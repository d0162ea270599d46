//! Ownership and persistence of the local registry.
//!
//! The store is the single writer of the `registry` key. Writers are
//! serialized through an async mutex; readers get the last persisted
//! snapshot without waiting for writers. A write becomes visible only after
//! it has been persisted, so a failed write leaves the previous value in
//! place.

use crate::error::{SyncError, SyncResult};
use crate::registry::{ProfileSummary, Registry, RegistryEntry};
use memex_storage::{keys, KeyValueStore, KeyValueStoreExt};
use memex_types::{MemoryRecord, UserId};
use std::collections::HashSet;
use std::sync::{Arc, RwLock};
use tokio::sync::{Mutex, MutexGuard};
use tracing::{debug, info, warn};

/// Owns the local user's registry document.
pub struct RegistryStore {
    kv: Arc<dyn KeyValueStore>,
    anonymize_authors: bool,
    snapshot: RwLock<Option<Registry>>,
    writer: Mutex<()>,
}

impl RegistryStore {
    /// Opens the store, loading any previously persisted registry.
    pub fn open(kv: Arc<dyn KeyValueStore>, anonymize_authors: bool) -> SyncResult<Self> {
        let persisted: Option<Registry> = kv.load(keys::REGISTRY)?;
        if let Some(registry) = &persisted {
            debug!(
                "Loaded registry for {} with {} entries",
                registry.owner, registry.metadata.total_entries
            );
        }
        Ok(Self {
            kv,
            anonymize_authors,
            snapshot: RwLock::new(persisted),
            writer: Mutex::new(()),
        })
    }

    /// Returns the last persisted registry.
    pub fn current(&self) -> Option<Registry> {
        self.snapshot.read().ok().and_then(|r| r.clone())
    }

    /// Returns the last persisted registry, or `NotFound` if none exists.
    pub fn require(&self) -> SyncResult<Registry> {
        self.current()
            .ok_or_else(|| SyncError::NotFound("registry not created".into()))
    }

    /// Creates the registry for `owner`.
    ///
    /// Idempotent per owner: if a registry for the same user already exists
    /// it is returned unchanged.
    pub async fn create(&self, owner: UserId, profile: ProfileSummary) -> SyncResult<Registry> {
        let writer = self.begin().await;
        if let Some(existing) = writer.current() {
            if existing.owner == owner {
                debug!("Registry for {} already exists", owner);
                return Ok(existing);
            }
            warn!(
                "Replacing registry owned by {} with a new one for {}",
                existing.owner, owner
            );
        }
        let registry = Registry::new(owner, profile);
        info!("Created registry {}", registry.id());
        writer.commit(registry)
    }

    /// Rebuilds entries from local records.
    ///
    /// Keeps only public records with a content identifier; each record id
    /// appears at most once (first occurrence wins).
    pub async fn project_from_records(&self, records: &[MemoryRecord]) -> SyncResult<Registry> {
        let writer = self.begin().await;
        let mut registry = writer
            .current()
            .ok_or_else(|| SyncError::NotFound("registry not created".into()))?;

        let mut seen = HashSet::new();
        let entries: Vec<RegistryEntry> = records
            .iter()
            .filter_map(|r| RegistryEntry::project(r, self.anonymize_authors))
            .filter(|e| seen.insert(e.id.clone()))
            .collect();

        debug!(
            "Projected {} of {} records into registry",
            entries.len(),
            records.len()
        );
        registry.replace_entries(entries);
        writer.commit(registry)
    }

    /// Updates the profile summary.
    pub async fn update_profile(&self, profile: ProfileSummary) -> SyncResult<Registry> {
        let writer = self.begin().await;
        let mut registry = writer
            .current()
            .ok_or_else(|| SyncError::NotFound("registry not created".into()))?;
        registry.profile = profile;
        registry.metadata.updated = registry.metadata.updated.tick();
        writer.commit(registry)
    }

    /// Takes the write lock. Held across a whole read-modify-persist cycle,
    /// including network calls made on the registry's behalf.
    pub(crate) async fn begin(&self) -> RegistryWriter<'_> {
        RegistryWriter {
            store: self,
            _guard: self.writer.lock().await,
        }
    }

    fn persist(&self, registry: Registry) -> SyncResult<Registry> {
        if let Err(e) = self.kv.save(keys::REGISTRY, &registry) {
            warn!("Failed to persist registry, keeping previous version: {}", e);
            return Err(SyncError::PersistenceFailure(e.to_string()));
        }
        let mut snapshot = self.snapshot.write().map_err(|_| {
            SyncError::PersistenceFailure("registry snapshot lock poisoned".into())
        })?;
        *snapshot = Some(registry.clone());
        Ok(registry)
    }
}

/// Exclusive access to the registry for one read-modify-persist cycle.
pub(crate) struct RegistryWriter<'a> {
    store: &'a RegistryStore,
    _guard: MutexGuard<'a, ()>,
}

impl RegistryWriter<'_> {
    pub(crate) fn current(&self) -> Option<Registry> {
        self.store.current()
    }

    pub(crate) fn commit(&self, registry: Registry) -> SyncResult<Registry> {
        self.store.persist(registry)
    }
}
= = = =
Exercise prompt: Every line of the material must be returned exactly as it appears.

Final answer:
repository d0162ea270599d46
//! Ownership and persistence of the local registry.
//!
//! The store is the single writer of the `registry` key. Writers are
//! serialized through an async mutex; readers get the last persisted
//! snapshot without waiting for writers. A write becomes visible only after
//! it has been persisted, so a failed write leaves the previous value in
//! place.

use crate::error::{SyncError, SyncResult};
use crate::registry::{ProfileSummary, Registry, RegistryEntry};
use memex_storage::{keys, KeyValueStore, KeyValueStoreExt};
use memex_types::{MemoryRecord, UserId};
use std::collections::HashSet;
use std::sync::{Arc, RwLock};
use tokio::sync::{Mutex, MutexGuard};
use tracing::{debug, info, warn};

/// Owns the local user's registry document.
pub struct RegistryStore {
    kv: Arc<dyn KeyValueStore>,
    anonymize_authors: bool,
    snapshot: RwLock<Option<Registry>>,
    writer: Mutex<()>,
}

impl RegistryStore {
    /// Opens the store, loading any previously persisted registry.
    pub fn open(kv: Arc<dyn KeyValueStore>, anonymize_authors: bool) -> SyncResult<Self> {
        let persisted: Option<Registry> = kv.load(keys::REGISTRY)?;
        if let Some(registry) = &persisted {
            debug!(
                "Loaded registry for {} with {} entries",
                registry.owner, registry.metadata.total_entries
            );
        }
        Ok(Self {
            kv,
            anonymize_authors,
            snapshot: RwLock::new(persisted),
            writer: Mutex::new(()),
        })
    }

    /// Returns the last persisted registry.
    pub fn current(&self) -> Option<Registry> {
        self.snapshot.read().ok().and_then(|r| r.clone())
    }

    /// Returns the last persisted registry, or `NotFound` if none exists.
    pub fn require(&self) -> SyncResult<Registry> {
        self.current()
            .ok_or_else(|| SyncError::NotFound("registry not created".into()))
    }

    /// Creates the registry for `owner`.
    ///
    /// Idempotent per owner: if a registry for the same user already exists
    /// it is returned unchanged.
    pub async fn create(&self, owner: UserId, profile: ProfileSummary) -> SyncResult<Registry> {
        let writer = self.begin().await;
        if let Some(existing) = writer.current() {
            if existing.owner == owner {
                debug!("Registry for {} already exists", owner);
                return Ok(existing);
            }
            warn!(
                "Replacing registry owned by {} with a new one for {}",
                existing.owner, owner
            );
        }
        let registry = Registry::new(owner, profile);
        info!("Created registry {}", registry.id());
        writer.commit(registry)
    }

    /// Rebuilds entries from local records.
    ///
    /// Keeps only public records with a content identifier; each record id
    /// appears at most once (first occurrence wins).
    pub async fn project_from_records(&self, records: &[MemoryRecord]) -> SyncResult<Registry> {
        let writer = self.begin().await;
        let mut registry = writer
            .current()
            .ok_or_else(|| SyncError::NotFound("registry not created".into()))?;

        let mut seen = HashSet::new();
        let entries: Vec<RegistryEntry> = records
            .iter()
            .filter_map(|r| RegistryEntry::project(r, self.anonymize_authors))
            .filter(|e| seen.insert(e.id.clone()))
            .collect();

        debug!(
            "Projected {} of {} records into registry",
            entries.len(),
            records.len()
        );
        registry.replace_entries(entries);
        writer.commit(registry)
    }

    /// Updates the profile summary.
    pub async fn update_profile(&self, profile: ProfileSummary) -> SyncResult<Registry> {
        let writer = self.begin().await;
        let mut registry = writer
            .current()
            .ok_or_else(|| SyncError::NotFound("registry not created".into()))?;
        registry.profile = profile;
        registry.metadata.updated = registry.metadata.updated.tick();
        writer.commit(registry)
    }

    /// Takes the write lock. Held across a whole read-modify-persist cycle,
    /// including network calls made on the registry's behalf.
    pub(crate) async fn begin(&self) -> RegistryWriter<'_> {
        RegistryWriter {
            store: self,
            _guard: self.writer.lock().await,
        }
    }

    fn persist(&self, registry: Registry) -> SyncResult<Registry> {
        if let Err(e) = self.kv.save(keys::REGISTRY, &registry) {
            warn!("Failed to persist registry, keeping previous version: {}", e);
            return Err(SyncError::PersistenceFailure(e.to_string()));
        }
        let mut snapshot = self.snapshot.write().map_err(|_| {
            SyncError::PersistenceFailure("registry snapshot lock poisoned".into())
        })?;
        *snapshot = Some(registry.clone());
        Ok(registry)
    }
}

/// Exclusive access to the registry for one read-modify-persist cycle.
pub(crate) struct RegistryWriter<'a> {
    store: &'a RegistryStore,
    _guard: MutexGuard<'a, ()>,
}

impl RegistryWriter<'_> {
    pub(crate) fn current(&self) -> Option<Registry> {
        self.store.current()
    }

    pub(crate) fn commit(&self, registry: Registry) -> SyncResult<Registry> {
        self.store.persist(registry)
    }
}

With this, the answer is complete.